(Stored items)

Start of Block

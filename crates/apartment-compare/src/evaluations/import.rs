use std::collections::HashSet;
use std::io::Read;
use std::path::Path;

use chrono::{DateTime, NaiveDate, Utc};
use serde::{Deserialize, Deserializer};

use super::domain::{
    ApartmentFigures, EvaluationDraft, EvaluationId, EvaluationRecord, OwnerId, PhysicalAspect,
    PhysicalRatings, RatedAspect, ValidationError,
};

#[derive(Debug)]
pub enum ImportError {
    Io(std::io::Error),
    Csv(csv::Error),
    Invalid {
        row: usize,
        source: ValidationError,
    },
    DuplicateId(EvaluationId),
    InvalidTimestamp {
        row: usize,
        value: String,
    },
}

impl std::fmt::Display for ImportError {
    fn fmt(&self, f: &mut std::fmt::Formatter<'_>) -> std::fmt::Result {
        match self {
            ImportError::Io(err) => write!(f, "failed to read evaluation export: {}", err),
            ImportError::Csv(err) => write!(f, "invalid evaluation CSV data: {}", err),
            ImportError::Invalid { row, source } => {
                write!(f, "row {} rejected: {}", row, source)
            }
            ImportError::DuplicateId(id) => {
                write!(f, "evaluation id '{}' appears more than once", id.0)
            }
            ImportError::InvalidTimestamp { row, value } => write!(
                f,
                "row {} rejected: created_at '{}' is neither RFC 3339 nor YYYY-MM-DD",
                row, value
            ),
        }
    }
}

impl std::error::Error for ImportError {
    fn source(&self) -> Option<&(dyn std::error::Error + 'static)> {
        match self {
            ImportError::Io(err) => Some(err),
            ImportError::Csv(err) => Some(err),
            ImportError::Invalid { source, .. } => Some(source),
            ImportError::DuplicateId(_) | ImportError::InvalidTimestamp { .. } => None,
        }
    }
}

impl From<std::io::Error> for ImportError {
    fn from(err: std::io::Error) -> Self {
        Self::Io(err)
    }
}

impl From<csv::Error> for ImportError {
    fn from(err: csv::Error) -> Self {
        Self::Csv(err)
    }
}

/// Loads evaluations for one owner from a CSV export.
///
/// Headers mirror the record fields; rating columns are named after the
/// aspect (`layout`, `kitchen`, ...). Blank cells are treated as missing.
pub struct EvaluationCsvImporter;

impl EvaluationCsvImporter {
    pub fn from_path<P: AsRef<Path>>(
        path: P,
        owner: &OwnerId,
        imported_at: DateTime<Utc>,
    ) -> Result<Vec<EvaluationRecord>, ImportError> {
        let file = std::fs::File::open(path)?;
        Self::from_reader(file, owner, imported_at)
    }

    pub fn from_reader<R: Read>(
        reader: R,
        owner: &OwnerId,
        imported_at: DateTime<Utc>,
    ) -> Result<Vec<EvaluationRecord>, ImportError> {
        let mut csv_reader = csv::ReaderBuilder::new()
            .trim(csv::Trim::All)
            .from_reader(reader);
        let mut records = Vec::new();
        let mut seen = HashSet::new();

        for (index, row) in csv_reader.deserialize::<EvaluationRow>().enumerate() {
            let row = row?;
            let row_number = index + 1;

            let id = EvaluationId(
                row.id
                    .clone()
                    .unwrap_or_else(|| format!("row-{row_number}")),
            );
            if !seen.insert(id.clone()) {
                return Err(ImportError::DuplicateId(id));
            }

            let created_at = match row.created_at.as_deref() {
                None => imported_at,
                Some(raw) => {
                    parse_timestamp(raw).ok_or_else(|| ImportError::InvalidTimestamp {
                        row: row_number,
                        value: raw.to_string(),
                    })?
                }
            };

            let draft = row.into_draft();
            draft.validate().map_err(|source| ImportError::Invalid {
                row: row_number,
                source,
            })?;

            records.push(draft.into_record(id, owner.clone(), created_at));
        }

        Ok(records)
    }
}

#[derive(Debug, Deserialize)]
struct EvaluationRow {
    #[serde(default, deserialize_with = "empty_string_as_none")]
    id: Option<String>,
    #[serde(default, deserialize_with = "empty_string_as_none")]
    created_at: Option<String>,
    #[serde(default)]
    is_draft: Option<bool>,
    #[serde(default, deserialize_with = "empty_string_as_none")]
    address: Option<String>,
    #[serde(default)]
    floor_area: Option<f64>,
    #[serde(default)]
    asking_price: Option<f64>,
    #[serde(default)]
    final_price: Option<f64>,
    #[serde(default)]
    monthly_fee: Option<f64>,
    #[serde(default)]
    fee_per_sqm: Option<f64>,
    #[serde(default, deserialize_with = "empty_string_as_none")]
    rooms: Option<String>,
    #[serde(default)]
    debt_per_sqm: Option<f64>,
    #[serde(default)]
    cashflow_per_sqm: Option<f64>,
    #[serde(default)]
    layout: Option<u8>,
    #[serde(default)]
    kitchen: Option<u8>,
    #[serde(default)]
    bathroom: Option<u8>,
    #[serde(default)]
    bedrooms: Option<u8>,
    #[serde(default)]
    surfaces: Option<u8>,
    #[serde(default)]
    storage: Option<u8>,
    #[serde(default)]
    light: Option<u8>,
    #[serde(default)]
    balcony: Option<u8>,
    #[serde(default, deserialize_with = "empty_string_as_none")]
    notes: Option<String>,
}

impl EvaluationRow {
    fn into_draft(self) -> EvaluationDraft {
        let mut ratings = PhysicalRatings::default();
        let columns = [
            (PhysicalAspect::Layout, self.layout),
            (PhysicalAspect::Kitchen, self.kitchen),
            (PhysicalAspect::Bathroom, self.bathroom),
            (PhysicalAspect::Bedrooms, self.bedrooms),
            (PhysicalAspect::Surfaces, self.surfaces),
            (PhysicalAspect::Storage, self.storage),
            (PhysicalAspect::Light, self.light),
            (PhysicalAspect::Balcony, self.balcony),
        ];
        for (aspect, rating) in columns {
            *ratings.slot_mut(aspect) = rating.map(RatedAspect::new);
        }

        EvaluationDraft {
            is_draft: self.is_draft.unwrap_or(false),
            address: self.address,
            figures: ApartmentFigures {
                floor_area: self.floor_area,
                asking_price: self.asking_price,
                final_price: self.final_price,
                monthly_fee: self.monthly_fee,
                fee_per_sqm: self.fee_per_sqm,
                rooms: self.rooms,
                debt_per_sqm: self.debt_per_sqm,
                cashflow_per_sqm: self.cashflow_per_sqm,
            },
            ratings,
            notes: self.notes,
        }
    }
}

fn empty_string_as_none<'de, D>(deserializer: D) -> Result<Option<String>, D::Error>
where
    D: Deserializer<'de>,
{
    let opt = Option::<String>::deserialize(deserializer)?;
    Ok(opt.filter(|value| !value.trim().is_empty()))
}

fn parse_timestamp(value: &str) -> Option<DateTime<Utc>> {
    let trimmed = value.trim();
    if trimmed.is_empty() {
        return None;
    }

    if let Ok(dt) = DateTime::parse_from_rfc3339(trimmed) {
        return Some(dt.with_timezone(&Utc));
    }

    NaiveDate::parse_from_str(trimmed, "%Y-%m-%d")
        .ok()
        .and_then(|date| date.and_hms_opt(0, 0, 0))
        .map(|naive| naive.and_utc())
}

End of Block
Start of Block

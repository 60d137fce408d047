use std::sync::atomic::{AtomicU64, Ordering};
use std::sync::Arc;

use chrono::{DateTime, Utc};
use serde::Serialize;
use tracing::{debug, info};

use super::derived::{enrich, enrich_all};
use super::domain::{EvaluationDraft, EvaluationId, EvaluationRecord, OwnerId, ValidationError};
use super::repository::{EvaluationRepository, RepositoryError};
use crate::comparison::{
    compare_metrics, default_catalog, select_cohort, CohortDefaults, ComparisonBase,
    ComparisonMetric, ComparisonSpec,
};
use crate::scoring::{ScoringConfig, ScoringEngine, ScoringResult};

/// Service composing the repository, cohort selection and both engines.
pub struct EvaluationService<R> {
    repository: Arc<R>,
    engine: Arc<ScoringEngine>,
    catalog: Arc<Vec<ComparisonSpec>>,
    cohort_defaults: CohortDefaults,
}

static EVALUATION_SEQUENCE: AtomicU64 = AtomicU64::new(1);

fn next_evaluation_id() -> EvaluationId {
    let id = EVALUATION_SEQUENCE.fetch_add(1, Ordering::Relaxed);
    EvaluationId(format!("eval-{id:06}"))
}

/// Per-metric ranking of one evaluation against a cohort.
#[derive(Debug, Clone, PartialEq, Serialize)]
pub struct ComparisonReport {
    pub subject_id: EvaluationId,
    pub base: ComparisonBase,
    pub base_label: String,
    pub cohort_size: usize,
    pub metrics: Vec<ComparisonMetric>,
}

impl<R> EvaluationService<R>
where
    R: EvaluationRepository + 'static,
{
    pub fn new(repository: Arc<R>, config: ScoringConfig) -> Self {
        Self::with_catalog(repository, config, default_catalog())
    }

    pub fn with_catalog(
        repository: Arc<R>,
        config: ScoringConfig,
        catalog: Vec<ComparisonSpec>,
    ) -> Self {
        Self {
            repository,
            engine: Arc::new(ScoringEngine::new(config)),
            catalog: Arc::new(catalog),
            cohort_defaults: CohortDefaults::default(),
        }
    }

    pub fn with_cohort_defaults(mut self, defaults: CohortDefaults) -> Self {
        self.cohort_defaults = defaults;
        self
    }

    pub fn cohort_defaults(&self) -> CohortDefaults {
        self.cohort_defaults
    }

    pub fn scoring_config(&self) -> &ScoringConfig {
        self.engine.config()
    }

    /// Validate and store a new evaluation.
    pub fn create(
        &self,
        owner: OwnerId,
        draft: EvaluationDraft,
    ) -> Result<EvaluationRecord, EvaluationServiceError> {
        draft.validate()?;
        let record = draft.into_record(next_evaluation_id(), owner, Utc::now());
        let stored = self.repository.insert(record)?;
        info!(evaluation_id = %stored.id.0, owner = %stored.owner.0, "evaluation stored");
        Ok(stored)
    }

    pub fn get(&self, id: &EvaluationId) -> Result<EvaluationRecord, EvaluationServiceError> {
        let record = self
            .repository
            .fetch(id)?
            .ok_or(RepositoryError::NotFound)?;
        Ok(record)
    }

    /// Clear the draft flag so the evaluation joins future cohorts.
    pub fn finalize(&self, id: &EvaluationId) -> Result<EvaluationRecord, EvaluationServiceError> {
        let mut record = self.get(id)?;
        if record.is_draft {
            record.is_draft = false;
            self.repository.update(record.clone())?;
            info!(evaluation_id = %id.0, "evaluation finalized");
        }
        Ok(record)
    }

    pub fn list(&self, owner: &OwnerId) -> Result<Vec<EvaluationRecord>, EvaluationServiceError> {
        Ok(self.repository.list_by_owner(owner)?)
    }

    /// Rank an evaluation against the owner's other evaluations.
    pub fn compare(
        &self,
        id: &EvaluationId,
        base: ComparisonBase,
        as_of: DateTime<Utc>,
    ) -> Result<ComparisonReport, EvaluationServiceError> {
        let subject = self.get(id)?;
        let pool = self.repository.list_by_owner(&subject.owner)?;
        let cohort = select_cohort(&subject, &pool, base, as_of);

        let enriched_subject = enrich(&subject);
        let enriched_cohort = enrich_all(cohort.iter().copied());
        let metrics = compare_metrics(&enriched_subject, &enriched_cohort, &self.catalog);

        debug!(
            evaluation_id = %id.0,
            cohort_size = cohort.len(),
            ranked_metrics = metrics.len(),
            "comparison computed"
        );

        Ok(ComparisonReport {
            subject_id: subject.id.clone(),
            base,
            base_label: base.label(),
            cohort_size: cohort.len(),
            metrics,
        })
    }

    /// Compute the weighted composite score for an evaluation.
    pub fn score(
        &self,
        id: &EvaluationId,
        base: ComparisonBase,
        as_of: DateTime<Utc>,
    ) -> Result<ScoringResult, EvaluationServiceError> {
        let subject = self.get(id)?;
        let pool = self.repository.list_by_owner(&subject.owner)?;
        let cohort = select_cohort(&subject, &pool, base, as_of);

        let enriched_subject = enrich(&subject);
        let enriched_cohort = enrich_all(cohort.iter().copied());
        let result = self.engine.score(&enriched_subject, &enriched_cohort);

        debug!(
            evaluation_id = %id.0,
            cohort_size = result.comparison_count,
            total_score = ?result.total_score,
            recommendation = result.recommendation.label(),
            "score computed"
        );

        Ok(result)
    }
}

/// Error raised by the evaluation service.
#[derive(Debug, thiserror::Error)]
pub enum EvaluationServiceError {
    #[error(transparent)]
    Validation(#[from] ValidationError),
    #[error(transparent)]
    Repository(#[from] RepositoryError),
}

End of Block

Problem description ▸
Answer with one number only, the count of lines in the entries above that hold the string "balcony".

Solved problem ▸
2